A conquista da segunda cidade do país por parte de um candidato independente sem qualquer passado político empenhado só pode ser vista como um feito extraordinário. No Porto, Rui Moreira vai ser o próximo presidente da Câmara e essa façanha não pode ser vista em exclusivo nem pelo seu desempenho nem pelo desempenho dos seus adversários: para se perceber o que aconteceu, tem de se perceber o que é o Porto.
Em qualquer outra grande cidade do país, seria difícil um independente fazer pontes em quantidade e dimensão suficiente para captar as diferenças sociológicas, económicas, culturais e afectivas. Rui Moreira ganhou porque foi capaz de criar um denominador comum facilmente apropriável por uma cidade que muitas vezes funciona como um bairro, onde as fronteiras esquerda/direita se diluíram, onde o comunitarismo foi explorado pelo slogan de campanha “o nosso partido é o Porto”, onde a invocação das “contas à moda do Porto” é facilmente percebida por todos, onde o protesto contra o centralismo encontra eco numa população que se sente injustiçada e esquecida pelo Estado central.
Rui Moreira ganhou porque soube em primeiro lugar construir um discurso de pertença, porque foi capaz de articular uma mensagem que recentrou o Porto numa velha tradição política de cidade que se baseia na autonomia e na oposição ao simbolismo do Terreiro do Paço.
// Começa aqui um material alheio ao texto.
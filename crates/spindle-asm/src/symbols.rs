//! Symbol table: labels, `EQU` values, and `MEM` blocks.
//!
//! Names are case-insensitive and stored upper-cased. User definitions shadow
//! the chip's predefined register names and constants.

use std::collections::HashMap;

use spindle_core::chip::{PREDEFINED_CONSTANTS, register_by_name};

use crate::error::AsmError;
use crate::expr::{Expr, Suffix, Value};

#[derive(Clone, Debug)]
enum Definition {
    Label(usize),
    Equ(Expr),
    Mem(Expr),
}

#[derive(Clone, Debug)]
struct Entry {
    line: usize,
    definition: Definition,
}

/// An allocated delay-memory block.
#[derive(Clone, Copy, Debug, PartialEq, Eq)]
struct MemoryBlock {
    start: usize,
    size: usize,
}

/// Outcome of a definition that did not fail.
#[derive(Clone, Copy, Debug, PartialEq, Eq)]
pub(crate) enum Defined {
    New,
    ShadowsPredefined,
}

#[derive(Debug, Default)]
pub(crate) struct SymbolTable {
    entries: HashMap<String, Entry>,
    mem_order: Vec<String>,
    memory: HashMap<String, MemoryBlock>,
    cache: HashMap<String, Value>,
    legacy_memory: bool,
}

fn predefined(key: &str) -> Option<i64> {
    if let Some(addr) = register_by_name(key) {
        return Some(i64::from(addr.0));
    }
    PREDEFINED_CONSTANTS
        .iter()
        .find(|(name, _)| *name == key)
        .map(|&(_, value)| value)
}

impl SymbolTable {
    pub fn new(legacy_memory: bool) -> Self {
        Self {
            legacy_memory,
            ..Self::default()
        }
    }

    fn define(&mut self, name: &str, line: usize, definition: Definition) -> Result<Defined, AsmError> {
        let key = name.to_ascii_uppercase();
        if let Some(existing) = self.entries.get(&key) {
            return Err(AsmError::DuplicateSymbol {
                name: name.to_string(),
                first_line: existing.line,
            });
        }
        if matches!(definition, Definition::Mem(_)) {
            self.mem_order.push(key.clone());
        }
        let shadows = predefined(&key).is_some();
        self.entries.insert(key, Entry { line, definition });
        Ok(if shadows {
            Defined::ShadowsPredefined
        } else {
            Defined::New
        })
    }

    pub fn define_label(&mut self, name: &str, line: usize, pc: usize) -> Result<Defined, AsmError> {
        self.define(name, line, Definition::Label(pc))
    }

    pub fn define_equ(&mut self, name: &str, line: usize, value: Expr) -> Result<Defined, AsmError> {
        self.define(name, line, Definition::Equ(value))
    }

    pub fn define_mem(&mut self, name: &str, line: usize, size: Expr) -> Result<Defined, AsmError> {
        self.define(name, line, Definition::Mem(size))
    }

    pub fn symbol_count(&self) -> usize {
        self.entries.len()
    }

    /// Address of a label, if `name` is one.
    pub fn label(&self, name: &str) -> Option<usize> {
        match self.entries.get(&name.to_ascii_uppercase())?.definition {
            Definition::Label(pc) => Some(pc),
            _ => None,
        }
    }

    /// Lays out `MEM` blocks in declaration order from address 0.
    ///
    /// Returns the words used and a per-line error list. A block that fails
    /// is left unallocated; references to it later report it undefined.
    pub fn allocate_memory(&mut self, memory_size: usize) -> (usize, Vec<(usize, AsmError)>) {
        let mut next = 0_usize;
        let mut errors = Vec::new();
        for key in self.mem_order.clone() {
            let Some(Entry {
                line,
                definition: Definition::Mem(size_expr),
            }) = self.entries.get(&key).cloned()
            else {
                continue;
            };
            let size = match self.eval(&size_expr) {
                Ok(Value::Int(size)) if size > 0 => size,
                Ok(Value::Int(size)) => {
                    errors.push((
                        line,
                        AsmError::MalformedDeclaration(format!("MEM {key} has size {size}")),
                    ));
                    continue;
                }
                Ok(Value::Real(value)) => {
                    errors.push((line, AsmError::NotInteger { field: "memory size", value }));
                    continue;
                }
                Err(err) => {
                    errors.push((line, err));
                    continue;
                }
            };
            let reserved = size.saturating_add(i64::from(self.legacy_memory));
            let available = memory_size.saturating_sub(next);
            if reserved > available as i64 {
                errors.push((
                    line,
                    AsmError::MemoryExhausted {
                        name: key.clone(),
                        size: reserved,
                        available,
                    },
                ));
                continue;
            }
            self.memory.insert(
                key,
                MemoryBlock {
                    start: next,
                    size: size as usize,
                },
            );
            next += reserved as usize;
        }
        (next, errors)
    }

    /// Evaluates an expression against this table.
    pub fn eval(&mut self, expr: &Expr) -> Result<Value, AsmError> {
        let mut stack = Vec::new();
        self.eval_with(expr, &mut stack)
    }

    fn eval_with(&mut self, expr: &Expr, stack: &mut Vec<String>) -> Result<Value, AsmError> {
        expr.eval(&mut |name, suffix| self.resolve(name, suffix, stack))
    }

    fn resolve(&mut self, name: &str, suffix: Suffix, stack: &mut Vec<String>) -> Result<Value, AsmError> {
        let key = name.to_ascii_uppercase();
        if suffix != Suffix::None {
            let block = match self.entries.get(&key) {
                Some(Entry {
                    definition: Definition::Mem(_),
                    ..
                }) => self.memory.get(&key),
                Some(_) => return Err(AsmError::NotMemory(name.to_string())),
                None => None,
            };
            let block = block.ok_or_else(|| AsmError::UndefinedSymbol(name.to_string()))?;
            return Ok(Value::Int(self.memory_address(*block, suffix) as i64));
        }

        let Some(entry) = self.entries.get(&key).cloned() else {
            return predefined(&key)
                .map(Value::Int)
                .ok_or_else(|| AsmError::UndefinedSymbol(name.to_string()));
        };
        match entry.definition {
            Definition::Label(pc) => Ok(Value::Int(pc as i64)),
            Definition::Mem(_) => self
                .memory
                .get(&key)
                .map(|block| Value::Int(block.start as i64))
                .ok_or_else(|| AsmError::UndefinedSymbol(name.to_string())),
            Definition::Equ(expr) => {
                if let Some(value) = self.cache.get(&key) {
                    return Ok(*value);
                }
                if stack.contains(&key) {
                    return Err(AsmError::CircularDefinition(name.to_string()));
                }
                stack.push(key.clone());
                let value = self.eval_with(&expr, stack);
                stack.pop();
                let value = value?;
                self.cache.insert(key, value);
                Ok(value)
            }
        }
    }

    fn memory_address(&self, block: MemoryBlock, suffix: Suffix) -> usize {
        match suffix {
            Suffix::None => block.start,
            Suffix::Mid => block.start + block.size / 2,
            Suffix::End if self.legacy_memory => block.start + block.size,
            Suffix::End => block.start + block.size - 1,
        }
    }
}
Ganhou também por ter o apoio de Rui Rio e do CDS/PP, por causa do sentimento contra o partido do Governo ou contra todos os partidos. Mas dificilmente estes factores seriam suficientes para catapultar um empresário que se destacou como presidente da velha e vetusta Associação Comercial do Porto ou por se ter dado a conhecer ao grande público num programa da televisão onde representava o FC Porto. Moreira ganhou porque teve o mérito de aparecer ao eleitorado da cidade como alguém que é capaz de representar os seus interesses sem a mediação dos partidos. Ganhou porque soube reclamar o bom da herança de Rui Rio, as contas e as obras nos bairros sociais, ao mesmo tempo que recusava com firmeza os estilhaços de uma política cultural anacrónica e os resquícios de uma visão de cidade provinciana.
Se estas eleições tivessem ocorrido há um ano ou dois, talvez nem essa precisão de mensagem e compreensão dos dados do jogo político do Porto fossem capazes de parar o que então se definia como o rolo compressor de Luís Filipe Menezes. Até há pouco tempo, o Porto anémico olhava para a outra margem do rio e via um dinamismo que transformou Gaia de um subúrbio numa cidade moderna (embora ainda muito incompleta e descontínua). Até há pouco tempo, era Menezes quem tinha a ousadia de descer às ruas da cidade nas festas de S. João para receber o afecto popular. Não foi, porém, apenas por causa da sua colagem ao Governo que Menezes sofreu uma pesada derrota: foi porque não foi capaz de perceber que a sua mensagem fontista, que a sua visão da política baseada em promessas, estava agora comprometida pela desconfiança de uma cidadania que paga com o desemprego e com o empobrecimento o obreirismo das últimas décadas. A sua campanha feita de bailes nutridos com porco no espeto podia ter eficácia nos bairros pobres: mas, como se viu, estava condenada a ser recusada pelo eleitorado urbano que é largamente maioritário na cidade.
Manuel Pizarro fez bem o trabalho de casa e definiu um programa consistente, que revelava conhecimento dos problemas com receitas sensatas para o debelar. Tinha nestas eleições a oportunidade de ouro de fazer regressar o PS ao poder no Porto, bastando-lhe aproveitar a divisão nas hostes do PSD entre a facção Rio e a facção Menezes. Falhou porque não percebeu a tempo que Moreira era um candidato forte. Numa primeira instância, tentou até dividir com ele a herança de Rui Rio, irritando algumas hostes da esquerda que olham para o actual presidente como um contabilista anacrónico envolvido num discurso peronista de pendor caritativo. Quando deu conta, viu-se no papel do menino da escola com dedo no ar para ser ouvido no meio de uma discussão entre dois adultos. Pela sua mensagem e pela sua seriedade política, teria dado um bom presidente.
Moreira, um independente, conquistou a segunda cidade do país e, aconteça o que acontecer, o seu nome já entrou na história política da era democrática. Uma coisa é um independente sem passado partidário ganhar uma vila do interior onde todos se conhecem; outra é ser capaz de captar o apoio maioritário de uma urbe como o Porto. Como em muitos outros momentos da história do país, o Porto voltou a ser um laboratório político.